This article essentially suggests that we're too preoccupied with sex as a species to make monogamy a truly viable option, overall.

What do YOU think?
Nice try Christopher Ryan. But, your theory is more wish-based than science-based.

If nothing else, this is a topic that is currently the flavor of the month. I feel sorry for anyone that takes it too seriously and attempts to buy into it.

First off, true monogamy is relatively uncommon today. it has been and is being slowly replaced with serial monogamy: having one sexual partner at a time, but not keeping that partner indefinitely.

Attitudes and practices towards monogamy tend to vary by culture. Some factors that I believe may influence these attitudes would include socio-economics, average life expectancy, proximity to the equator, education, and cultural norms and taboos.

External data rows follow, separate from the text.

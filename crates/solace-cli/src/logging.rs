//! Tracing setup: `SOLACE_LOG`, else the config's `log.level`, else `warn`.

use tracing_subscriber::EnvFilter;

use crate::constants::LOG_ENV;

const DEFAULT_LEVEL: &str = "warn";

pub fn init(config_level: Option<&str>) {
    tracing_subscriber::fmt()
        .with_env_filter(filter(config_level))
        .with_writer(std::io::stderr)
        .with_target(false)
        .init();
}

fn filter(config_level: Option<&str>) -> EnvFilter {
    EnvFilter::try_from_env(LOG_ENV).unwrap_or_else(|_| {
        config_level
            .and_then(|level| EnvFilter::try_new(level).ok())
            .unwrap_or_else(|| EnvFilter::new(DEFAULT_LEVEL))
    })
}

#[cfg(test)]
mod tests {
    use super::*;

    #[test]
    fn test_config_level_is_used() {
        if std::env::var(LOG_ENV).is_ok() {
            return;
        }
        assert_eq!(filter(Some("debug")).to_string(), "debug");
        assert_eq!(filter(None).to_string(), DEFAULT_LEVEL);
    }
}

Marriage, with its belief in monogamy evolved through religeous and societal forces. At its simplest, it can be said that marriage provides for a more stable and productive society. Societies like the U.S. encourage marriage for many reasons. Our government wants/needs people to have a sense of stability, support, and continuity for the reasons that they need a stable work force and a means to replace the aging with the next generation of tax payers.

So our religeous institutions and government (church and state) both play a role in encouraging long-term relationaships which include monogamy.

The idea that polygamy is where it's at, or that it will become normal, or that this is what humans really want is just not supported strongly anywhere in the article.

Humans are not chimps, gorillas, or baboons. We like intimacy. And intimacy is really not possible without trust and bonding. And we like predictability much more than we care to admit.

If you want to know what happens in a polygamist societies look at what goes on in parts of Utah. They make the 6:00 News on occasion. I don't think there's a lot of Americans that would want that for themselves.

I honestly believe that if cave people had frying pans that we would have found several of them in excavation sites that are shaped like a man's head. I think it's human nature to be jealous of a partner's affection.

Monogamous relationships work well for our capitalist, first-world society.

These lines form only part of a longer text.